Mustafah Abdulaziz
Abdulaziz’s mesmerizing photographs strive to showcase the global water crisis through how different geographic regions and cultures interact with and see water. Many of his images illustrate our exploitation of water, focusing on human interactions with water rather than the substance itself. The photos capture the urgency with which we must conserve and protect water, but do so in an enrapturing way that forces us to reexamine our own relationship with water and our assumptions of its endless supply.
“Water” is a 10 year photo project by American photographer Mustafah Abdulaziz depicting various global interactions and perceptions of water.
Water: a simple, yet complex substance that works as a base for most everything. It can be anything we want it to be, both through solid to gas physical states of being and in what it is put in—quite literally embodying the shape and form of what it is placed in.

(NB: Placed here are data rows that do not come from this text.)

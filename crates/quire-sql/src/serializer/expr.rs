use super::{Comma, Delimited, Formatter, Ident, Params, ToSql};

use quire_core::stmt::{self, ArrayOp, TableRef};

impl ToSql for &stmt::Expr {
    fn to_sql<P: Params>(self, f: &mut Formatter<'_, P>) {
        use stmt::Expr::*;

        match self {
            And(expr) if expr.operands.is_empty() => fmt!(f, "TRUE"),
            And(expr) => {
                fmt!(f, Delimited(expr.operands.iter().map(Operand), " AND "));
            }
            Array(expr) => expr.to_sql(f),
            BinaryOp(expr) if expr.op.is_arithmetic() => {
                fmt!(f, "(" Operand(&expr.lhs) " " expr.op " " Operand(&expr.rhs) ")");
            }
            BinaryOp(expr) => {
                fmt!(f, Operand(&expr.lhs) " " expr.op " " Operand(&expr.rhs));
            }
            Coalesce(expr) => {
                fmt!(f, "COALESCE(" Comma(&expr.operands) ")");
            }
            Column(expr) => match &expr.table {
                TableRef::Alias(alias) => fmt!(f, Ident(alias) "." Ident(&expr.column)),
                TableRef::This => fmt!(f, Ident(&expr.column)),
            },
            Exists(expr) => {
                let not = if expr.negated { "NOT " } else { "" };

                f.depth += 1;
                fmt!(f, not "EXISTS (" expr.subquery ")");
                f.depth -= 1;
            }
            Func(expr) => {
                fmt!(f, expr.name "(" Comma(&expr.args) ")");
            }
            InList(expr) if expr.list.is_empty() => {
                // Nothing is in an empty list
                fmt!(f, if expr.negate { "TRUE" } else { "FALSE" });
            }
            InList(expr) => {
                let not = if expr.negate { " NOT" } else { "" };
                fmt!(f, Operand(&expr.expr) not " IN (" Comma(&expr.list) ")");
            }
            IsNull(expr) => {
                if expr.negate {
                    fmt!(f, Operand(&expr.expr) " IS NOT NULL");
                } else {
                    fmt!(f, Operand(&expr.expr) " IS NULL");
                }
            }
            Like(expr) => expr.to_sql(f),
            Not(expr) => {
                fmt!(f, "NOT (" expr.expr ")");
            }
            Or(expr) if expr.operands.is_empty() => fmt!(f, "FALSE"),
            Or(expr) => {
                fmt!(f, Delimited(expr.operands.iter().map(Operand), " OR "));
            }
            Value(expr) => expr.to_sql(f),
        }
    }
}

/// Parenthesizes boolean groups used as an operand.
struct Operand<'a>(&'a stmt::Expr);

impl ToSql for Operand<'_> {
    fn to_sql<P: Params>(self, f: &mut Formatter<'_, P>) {
        match self.0 {
            stmt::Expr::And(e) if e.operands.len() > 1 => fmt!(f, "(" self.0 ")"),
            stmt::Expr::Or(e) if e.operands.len() > 1 => fmt!(f, "(" self.0 ")"),
            expr => expr.to_sql(f),
        }
    }
}

impl ToSql for stmt::BinaryOp {
    fn to_sql<P: Params>(self, f: &mut Formatter<'_, P>) {
        use stmt::BinaryOp::*;

        f.dst.push_str(match self {
            Eq => "=",
            Ne => "<>",
            Gt => ">",
            Ge => ">=",
            Lt => "<",
            Le => "<=",
            Add => "+",
            Sub => "-",
            Mul => "*",
            Div => "/",
        })
    }
}

impl ToSql for &stmt::ExprLike {
    fn to_sql<P: Params>(self, f: &mut Formatter<'_, P>) {
        let not = if self.negate { "NOT " } else { "" };

        if !self.case_insensitive {
            fmt!(f, Operand(&self.expr) " " not "LIKE " Operand(&self.pattern));
        } else if f.serializer.is_postgresql() {
            fmt!(f, Operand(&self.expr) " " not "ILIKE " Operand(&self.pattern));
        } else {
            fmt!(f, "LOWER(" self.expr ") " not "LIKE LOWER(" self.pattern ")");
        }

        match self.escape {
            // MySQL treats the backslash as an escape inside string literals
            Some('\\') if f.serializer.is_mysql() => fmt!(f, " ESCAPE '\\\\'"),
            Some('\'') => fmt!(f, " ESCAPE ''''"),
            Some(ch) => {
                let escape = format!(" ESCAPE '{ch}'");
                fmt!(f, escape.as_str());
            }
            None => {}
        }
    }
}

impl ToSql for &stmt::ExprArray {
    fn to_sql<P: Params>(self, f: &mut Formatter<'_, P>) {
        let lhs = Operand(&self.lhs);
        let rhs = Comma(&self.rhs);

        if f.serializer.is_postgresql() {
            let op = match self.op {
                ArrayOp::Overlaps => " && ",
                ArrayOp::Contains => " @> ",
                ArrayOp::ContainedBy => " <@ ",
            };
            fmt!(f, lhs op "ARRAY[" rhs "]");
        } else if f.serializer.is_mysql() {
            match self.op {
                ArrayOp::Overlaps => fmt!(f, "JSON_OVERLAPS(" lhs ", JSON_ARRAY(" rhs "))"),
                ArrayOp::Contains => fmt!(f, "JSON_CONTAINS(" lhs ", JSON_ARRAY(" rhs "))"),
                ArrayOp::ContainedBy => fmt!(f, "JSON_CONTAINS(JSON_ARRAY(" rhs "), " lhs ")"),
            }
        } else {
            // SQLite stores arrays as JSON text
            match self.op {
                ArrayOp::Overlaps if self.rhs.is_empty() => fmt!(f, "FALSE"),
                ArrayOp::Overlaps => fmt!(
                    f,
                    "EXISTS (SELECT 1 FROM json_each(" lhs ") AS je WHERE je.value IN (" rhs "))"
                ),
                ArrayOp::Contains if self.rhs.is_empty() => fmt!(f, "TRUE"),
                ArrayOp::Contains => fmt!(
                    f,
                    "NOT EXISTS (SELECT 1 FROM json_each(json_array(" rhs ")) AS je \
                     WHERE je.value NOT IN (SELECT value FROM json_each(" lhs ")))"
                ),
                ArrayOp::ContainedBy if self.rhs.is_empty() => {
                    fmt!(f, "NOT EXISTS (SELECT 1 FROM json_each(" lhs "))")
                }
                ArrayOp::ContainedBy => fmt!(
                    f,
                    "NOT EXISTS (SELECT 1 FROM json_each(" lhs ") AS je WHERE je.value NOT IN (" rhs "))"
                ),
            }
        }
    }
}
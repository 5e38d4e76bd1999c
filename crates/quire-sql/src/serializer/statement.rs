use super::{Comma, Formatter, Ident, Params, ToSql};

use quire_core::stmt;

impl ToSql for &stmt::Select {
    fn to_sql<P: Params>(self, f: &mut Formatter<'_, P>) {
        fmt!(f, "SELECT " self.returning " FROM " self.source);

        if let Some(expr) = &self.filter.expr {
            fmt!(f, " WHERE " expr);
        }

        if !self.order_by.is_empty() {
            fmt!(f, " ORDER BY " Comma(&self.order_by));
        }

        fmt!(f, self.limit);
    }
}

impl ToSql for &stmt::Returning {
    fn to_sql<P: Params>(self, f: &mut Formatter<'_, P>) {
        match self {
            stmt::Returning::One => fmt!(f, "1"),
            stmt::Returning::Count => fmt!(f, "COUNT(*)"),
            stmt::Returning::Items(items) => fmt!(f, Comma(items)),
        }
    }
}

impl ToSql for &stmt::SelectItem {
    fn to_sql<P: Params>(self, f: &mut Formatter<'_, P>) {
        fmt!(f, self.expr " AS " Ident(&self.alias));
    }
}

impl ToSql for &stmt::TableWithJoins {
    fn to_sql<P: Params>(self, f: &mut Formatter<'_, P>) {
        fmt!(f, self.table);

        for join in &self.joins {
            match &join.constraint {
                stmt::JoinOp::Left(on) => fmt!(f, " LEFT JOIN " join.table " ON " on),
                stmt::JoinOp::Inner(on) => fmt!(f, " INNER JOIN " join.table " ON " on),
            }
        }
    }
}

impl ToSql for &stmt::TableFactor {
    fn to_sql<P: Params>(self, f: &mut Formatter<'_, P>) {
        fmt!(f, Ident(&self.name) " AS " Ident(&self.alias));
    }
}

impl ToSql for &stmt::OrderByExpr {
    fn to_sql<P: Params>(self, f: &mut Formatter<'_, P>) {
        fmt!(f, self.expr);

        match self.order {
            Some(stmt::Direction::Asc) => fmt!(f, " ASC"),
            Some(stmt::Direction::Desc) => fmt!(f, " DESC"),
            None => {}
        }
    }
}

impl ToSql for stmt::Limit {
    fn to_sql<P: Params>(self, f: &mut Formatter<'_, P>) {
        match (self.limit, self.offset) {
            (None, None) => {}
            (Some(limit), None) => fmt!(f, " LIMIT " limit),
            (Some(limit), Some(offset)) => fmt!(f, " LIMIT " limit " OFFSET " offset),
            (None, Some(offset)) => {
                // Only PostgreSQL accepts OFFSET on its own
                if f.serializer.is_sqlite() {
                    fmt!(f, " LIMIT -1");
                } else if f.serializer.is_mysql() {
                    fmt!(f, " LIMIT " u64::MAX);
                }
                fmt!(f, " OFFSET " offset);
            }
        }
    }
}
//! Multi-start execution.

use super::config::OptimizerConfig;
use crate::model::{Instance, Solution};
use crate::search::{ReplicaResult, SearchEngine};
use rayon::prelude::*;
use std::sync::atomic::AtomicBool;
use std::sync::Arc;
use std::time::{Duration, Instant};
use tracing::{debug, info};

/// Result of a multi-start run.
#[derive(Debug, Clone)]
#[cfg_attr(feature = "serde", derive(serde::Serialize, serde::Deserialize))]
pub struct OptimizeResult {
    /// Best feasible solution across all replicas, or `None` when no
    /// replica reached feasibility within budget (the INFEASIBLE outcome,
    /// distinct from a feasible-but-suboptimal solution).
    pub best: Option<Solution>,

    /// Index of the replica that produced `best`.
    pub best_replica: Option<usize>,

    /// Per-replica results, in replica order.
    pub replicas: Vec<ReplicaResult>,

    /// Wall-clock time of the whole run.
    pub elapsed: Duration,
}

/// Orchestrates independent annealing replicas and selects the best
/// feasible solution: lowest total waste, ties broken by fewest used
/// slabs, then by earliest replica index.
///
/// Replicas run in parallel on the rayon pool. Each owns its partition
/// state and RNG exclusively; the instance is shared read-only. The only
/// cross-replica communication is the final best-of fold and the optional
/// cancellation flag.
pub struct Optimizer;

impl Optimizer {
    /// Runs the optimization.
    ///
    /// # Panics
    /// Panics if the configuration is invalid (call
    /// [`OptimizerConfig::validate`] first to get a descriptive error).
    pub fn run(instance: &Instance, config: &OptimizerConfig) -> OptimizeResult {
        Self::run_with_cancel(instance, config, None)
    }

    /// Runs the optimization with a shared cancellation flag, polled by
    /// every replica once per temperature step.
    pub fn run_with_cancel(
        instance: &Instance,
        config: &OptimizerConfig,
        cancel: Option<Arc<AtomicBool>>,
    ) -> OptimizeResult {
        config.validate().expect("invalid OptimizerConfig");

        let started = Instant::now();
        let base_seed = config.seed.unwrap_or_else(rand::random);

        let replicas: Vec<ReplicaResult> = (0..config.replicas)
            .into_par_iter()
            .map(|index| {
                let search = config
                    .search
                    .clone()
                    .with_seed(base_seed.wrapping_add(index as u64));
                let engine = SearchEngine::new(instance, search);
                let result = engine.run_with_cancel(cancel.as_deref());
                debug!(
                    replica = index,
                    feasible = result.best.is_some(),
                    waste = result.best.as_ref().map(|s| s.total_waste()),
                    iterations = result.iterations,
                    "replica finished"
                );
                result
            })
            .collect();

        let mut best: Option<Solution> = None;
        let mut best_replica = None;
        for (index, replica) in replicas.iter().enumerate() {
            let Some(candidate) = &replica.best else {
                continue;
            };
            let better = match &best {
                None => true,
                Some(current) => {
                    (candidate.total_waste(), candidate.slab_count())
                        < (current.total_waste(), current.slab_count())
                }
            };
            if better {
                best = Some(candidate.clone());
                best_replica = Some(index);
            }
        }

        let elapsed = started.elapsed();
        match &best {
            Some(solution) => info!(
                waste = solution.total_waste(),
                slabs = solution.slab_count(),
                replica = best_replica,
                ?elapsed,
                "optimization finished"
            ),
            None => info!(?elapsed, "optimization finished without a feasible solution"),
        }

        OptimizeResult {
            best,
            best_replica,
            replicas,
            elapsed,
        }
    }
}
//! The validated problem instance.

use super::catalog::Catalog;
use super::order::Order;
use thiserror::Error;

/// Maximum number of distinct colors allowed on one slab.
///
/// Fixed by the problem definition, not configurable per instance.
pub const MAX_COLORS_PER_SLAB: usize = 2;

/// Validation errors for a raw instance.
///
/// All of these indicate malformed input from the parsing layer and are
/// surfaced to the caller before any search starts.
#[derive(Debug, Clone, Error, PartialEq, Eq)]
pub enum InstanceError {
    #[error("catalog contains no sizes")]
    EmptyCatalog,

    #[error("catalog size at position {position} is zero")]
    ZeroSize { position: usize },

    #[error("catalog sizes must be strictly ascending: {prev} followed by {next} at position {position}")]
    UnsortedCatalog {
        position: usize,
        prev: u64,
        next: u64,
    },

    #[error("order {id} has zero weight")]
    ZeroWeight { id: usize },

    #[error("order {id} has color {color}, but the instance declares only {color_count} colors")]
    ColorOutOfRange {
        id: usize,
        color: u32,
        color_count: u32,
    },

    #[error("declared color count is zero but orders are present")]
    ZeroColorCount,
}

/// An immutable steel mill slab design instance: the size catalog, the
/// order book, and the declared number of colors.
///
/// Built from the raw shape the parsing layer produces (ascending sizes,
/// a color count, and `(weight, color)` pairs indexed 0..n-1) and fully
/// validated at construction. Read-only afterwards, so it can be shared
/// across search replicas without synchronization.
#[derive(Debug, Clone)]
#[cfg_attr(feature = "serde", derive(serde::Serialize, serde::Deserialize))]
pub struct Instance {
    catalog: Catalog,
    orders: Vec<Order>,
    color_count: u32,
    total_weight: u64,
}

impl Instance {
    /// Validates and builds an instance from raw parts.
    pub fn new(
        sizes: Vec<u64>,
        color_count: u32,
        orders: Vec<(u64, u32)>,
    ) -> Result<Self, InstanceError> {
        let catalog = Catalog::new(sizes)?;
        if color_count == 0 && !orders.is_empty() {
            return Err(InstanceError::ZeroColorCount);
        }
        let mut total_weight = 0u64;
        let orders = orders
            .into_iter()
            .enumerate()
            .map(|(id, (weight, color))| {
                if weight == 0 {
                    return Err(InstanceError::ZeroWeight { id });
                }
                if color >= color_count {
                    return Err(InstanceError::ColorOutOfRange {
                        id,
                        color,
                        color_count,
                    });
                }
                total_weight += weight;
                Ok(Order::new(id, weight, color))
            })
            .collect::<Result<Vec<_>, _>>()?;

        Ok(Self {
            catalog,
            orders,
            color_count,
            total_weight,
        })
    }

    /// The size catalog.
    pub fn catalog(&self) -> &Catalog {
        &self.catalog
    }

    /// All orders, indexed by id.
    pub fn orders(&self) -> &[Order] {
        &self.orders
    }

    /// The order with the given id.
    ///
    /// # Panics
    /// Panics if `id >= order_count()`.
    pub fn order(&self, id: usize) -> Order {
        self.orders[id]
    }

    /// Number of orders.
    pub fn order_count(&self) -> usize {
        self.orders.len()
    }

    /// Declared number of distinct colors.
    pub fn color_count(&self) -> u32 {
        self.color_count
    }

    /// Sum of all order weights. Used to scale infeasibility penalties.
    pub fn total_weight(&self) -> u64 {
        self.total_weight
    }
}
impl<'a> PartitionState<'a> {
    /// Builds state from a full order-to-label assignment.
    ///
    /// Labels need not be contiguous; slabs are sized to the largest label.
    /// The assignment may be infeasible; violations show up as penalty.
    pub fn from_assignment(instance: &'a Instance, assignment: &[usize]) -> Self {
        debug_assert_eq!(assignment.len(), instance.order_count());
        let slab_count = assignment.iter().copied().max().map_or(0, |m| m + 1);
        let mut state = Self {
            instance,
            assignment: vec![0; assignment.len()],
            slabs: (0..slab_count).map(|_| SlabAgg::default()).collect(),
            // Strictly larger than any partition's total waste (at most
            // max_size per used slab), so one unit of violation always
            // outweighs any waste improvement.
            penalty_unit: instance
                .total_weight()
                .saturating_add(
                    instance
                        .catalog()
                        .max_size()
                        .saturating_mul(instance.order_count() as u64),
                )
                .saturating_add(1),
            waste: 0,
            penalty: 0,
            used: 0,
        };
        for (order, &label) in assignment.iter().enumerate() {
            state.add_order(order, label);
        }
        state
    }

    /// Waste + penalty for a slab with the given aggregates.
    fn cost_parts(&self, weight: u64, distinct_colors: usize) -> (u64, u64) {
        let max_size = self.instance.catalog().max_size();
        let mut penalty = 0u64;
        let waste = if weight == 0 {
            0
        } else if weight > max_size {
            penalty = (weight - max_size).saturating_mul(self.penalty_unit);
            0
        } else {
            // Within capacity, next_size cannot overflow.
            match self.instance.catalog().next_size(weight) {
                Some(size) => size - weight,
                None => 0,
            }
        };
        if distinct_colors > MAX_COLORS_PER_SLAB {
            let excess = (distinct_colors - MAX_COLORS_PER_SLAB) as u64;
            penalty = penalty.saturating_add(excess.saturating_mul(self.penalty_unit));
        }
        (waste, penalty)
    }

    fn slab_cost(&self, label: usize) -> (u64, u64) {
        let agg = &self.slabs[label];
        self.cost_parts(agg.weight, agg.distinct_colors())
    }

    /// Adds `order` to slab `label`, updating aggregates and cost.
    pub fn add_order(&mut self, order: usize, label: usize) {
        let (old_waste, old_penalty) = self.slab_cost(label);
        let o = self.instance.order(order);
        let agg = &mut self.slabs[label];
        if agg.members.is_empty() {
            self.used += 1;
        }
        agg.weight += o.weight;
        agg.add_color(o.color);
        agg.members.push(order);
        self.assignment[order] = label;
        let (new_waste, new_penalty) = self.slab_cost(label);
        self.waste = self.waste - old_waste + new_waste;
        self.penalty = self.penalty - old_penalty + new_penalty;
    }

    /// Removes `order` from its slab, returning the label it was on.
    pub fn remove_order(&mut self, order: usize) -> usize {
        let label = self.assignment[order];
        let (old_waste, old_penalty) = self.slab_cost(label);
        let o = self.instance.order(order);
        let agg = &mut self.slabs[label];
        let pos = agg
            .members
            .iter()
            .position(|&m| m == order)
            .expect("assignment out of sync with slab members");
        agg.members.swap_remove(pos);
        agg.weight -= o.weight;
        agg.remove_color(o.color);
        if agg.members.is_empty() {
            self.used -= 1;
        }
        let (new_waste, new_penalty) = self.slab_cost(label);
        self.waste = self.waste - old_waste + new_waste;
        self.penalty = self.penalty - old_penalty + new_penalty;
        label
    }

    /// Moves `order` to slab `to`, returning its previous label.
    pub fn relocate(&mut self, order: usize, to: usize) -> usize {
        let from = self.remove_order(order);
        self.add_order(order, to);
        from
    }

    /// Returns an empty slab label, reusing one if available.
    pub fn open_slab(&mut self) -> usize {
        if let Some(label) = self.slabs.iter().position(|s| s.members.is_empty()) {
            label
        } else {
            self.slabs.push(SlabAgg::default());
            self.slabs.len() - 1
        }
    }

    /// Cost delta of removing `order` from its current slab.
    pub fn cost_of_removing(&self, order: usize) -> i64 {
        let label = self.assignment[order];
        let o = self.instance.order(order);
        let agg = &self.slabs[label];
        let (w0, p0) = self.cost_parts(agg.weight, agg.distinct_colors());
        let (w1, p1) =
            self.cost_parts(agg.weight - o.weight, agg.distinct_colors_without(o.color));
        ((w1 as i128 + p1 as i128) - (w0 as i128 + p0 as i128)) as i64
    }

    /// Cost delta of adding `order` to slab `label`.
    pub fn cost_of_adding(&self, order: usize, label: usize) -> i64 {
        let o = self.instance.order(order);
        let agg = &self.slabs[label];
        let (w0, p0) = self.cost_parts(agg.weight, agg.distinct_colors());
        let (w1, p1) = self.cost_parts(
            agg.weight + o.weight,
            agg.distinct_colors_with(o.color),
        );
        ((w1 as i128 + p1 as i128) - (w0 as i128 + p0 as i128)) as i64
    }

    /// The penalized annealing cost: waste plus violation penalties.
    pub fn penalized_cost(&self) -> u64 {
        self.waste.saturating_add(self.penalty)
    }

    /// Total sawtooth waste over within-capacity slabs. Equals the true
    /// objective exactly when the state is feasible.
    pub fn waste(&self) -> u64 {
        self.waste
    }

    /// True iff no slab violates capacity or the color limit.
    pub fn is_feasible(&self) -> bool {
        self.penalty == 0
    }

    /// Number of non-empty slabs.
    pub fn used_slab_count(&self) -> usize {
        self.used
    }

    /// Number of slab labels, including empty ones awaiting reuse.
    pub fn label_count(&self) -> usize {
        self.slabs.len()
    }

    /// The slab label `order` currently sits on.
    pub fn order_label(&self, order: usize) -> usize {
        self.assignment[order]
    }

    pub fn order_count(&self) -> usize {
        self.assignment.len()
    }

    pub fn slab_weight(&self, label: usize) -> u64 {
        self.slabs[label].weight
    }

    pub fn slab_members(&self, label: usize) -> &[usize] {
        &self.slabs[label].members
    }

    pub fn slab_distinct_colors(&self, label: usize) -> usize {
        self.slabs[label].distinct_colors()
    }

    /// The distinct colors currently on a slab.
    pub fn slab_colors(&self, label: usize) -> SmallVec<[u32; 4]> {
        self.slabs[label].colors.iter().map(|&(c, _)| c).collect()
    }

    /// Labels of all non-empty slabs.
    pub fn active_labels(&self) -> impl Iterator<Item = usize> + '_ {
        self.slabs
            .iter()
            .enumerate()
            .filter(|(_, s)| !s.members.is_empty())
            .map(|(label, _)| label)
    }

    pub fn instance(&self) -> &'a Instance {
        self.instance
    }

    /// Immutable snapshot of the current partition.
    ///
    /// Only meaningful as a result when the state is feasible; the engine
    /// snapshots exclusively at feasible points.
    pub fn snapshot(&self) -> Solution {
        let slabs = self
            .slabs
            .iter()
            .filter(|s| !s.members.is_empty())
            .map(|s| s.members.clone())
            .collect();
        Solution::new(slabs, self.waste)
    }

    /// Recomputes every aggregate from scratch and compares against the
    /// incrementally maintained values. Used by tests and debug builds to
    /// guarantee the no-drift invariant.
    pub fn check_consistency(&self) -> Result<(), String> {
        let n = self.instance.order_count();
        if self.assignment.len() != n {
            return Err(format!(
                "assignment covers {} orders, instance has {n}",
                self.assignment.len()
            ));
        }
        let mut weights = vec![0u64; self.slabs.len()];
        let mut members: Vec<Vec<usize>> = vec![Vec::new(); self.slabs.len()];
        for (order, &label) in self.assignment.iter().enumerate() {
            if label >= self.slabs.len() {
                return Err(format!("order {order} assigned to unknown label {label}"));
            }
            weights[label] += self.instance.order(order).weight;
            members[label].push(order);
        }
        let mut waste = 0u64;
        let mut penalty = 0u64;
        let mut used = 0usize;
        for (label, agg) in self.slabs.iter().enumerate() {
            if agg.weight != weights[label] {
                return Err(format!(
                    "slab {label}: tracked weight {} != recomputed {}",
                    agg.weight, weights[label]
                ));
            }
            let mut tracked: Vec<usize> = agg.members.clone();
            tracked.sort_unstable();
            members[label].sort_unstable();
            if tracked != members[label] {
                return Err(format!("slab {label}: member list out of sync"));
            }
            let mut recomputed: Vec<(u32, u32)> = Vec::new();
            for &m in &members[label] {
                let color = self.instance.order(m).color;
                match recomputed.iter_mut().find(|(c, _)| *c == color) {
                    Some(entry) => entry.1 += 1,
                    None => recomputed.push((color, 1)),
                }
            }
            let mut tracked_colors: Vec<(u32, u32)> = agg.colors.to_vec();
            tracked_colors.sort_unstable();
            recomputed.sort_unstable();
            if tracked_colors != recomputed {
                return Err(format!("slab {label}: color multiset out of sync"));
            }
            if !agg.members.is_empty() {
                used += 1;
            }
            let (w, p) = self.cost_parts(agg.weight, agg.distinct_colors());
            waste += w;
            penalty = penalty.saturating_add(p);
        }
        if used != self.used {
            return Err(format!(
                "tracked used count {} != recomputed {used}",
                self.used
            ));
        }
        if waste != self.waste {
            return Err(format!(
                "tracked waste {} != recomputed {waste}",
                self.waste
            ));
        }
        if penalty != self.penalty {
            return Err(format!(
                "tracked penalty {} != recomputed {penalty}",
                self.penalty
            ));
        }
        Ok(())
    }
}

Centering a ten-year photography project around water, as American photographer Mustafah Abdulaziz is currently doing, is an ambitious, yet lengthy task. Given the fluid definition and various meanings water takes on, this project begs to ask what exactly is it focusing on regarding this substance?
Abdulaziz was born 1986 in New York City. His latest and most known project, “Water”, has been supported by the United Nations, VSCO, Google, and more. “Water” is a member of the Blue Earth Alliance and a 501(c)3 non-profit corporation. Currently, the photographer is based in Berlin, Germany.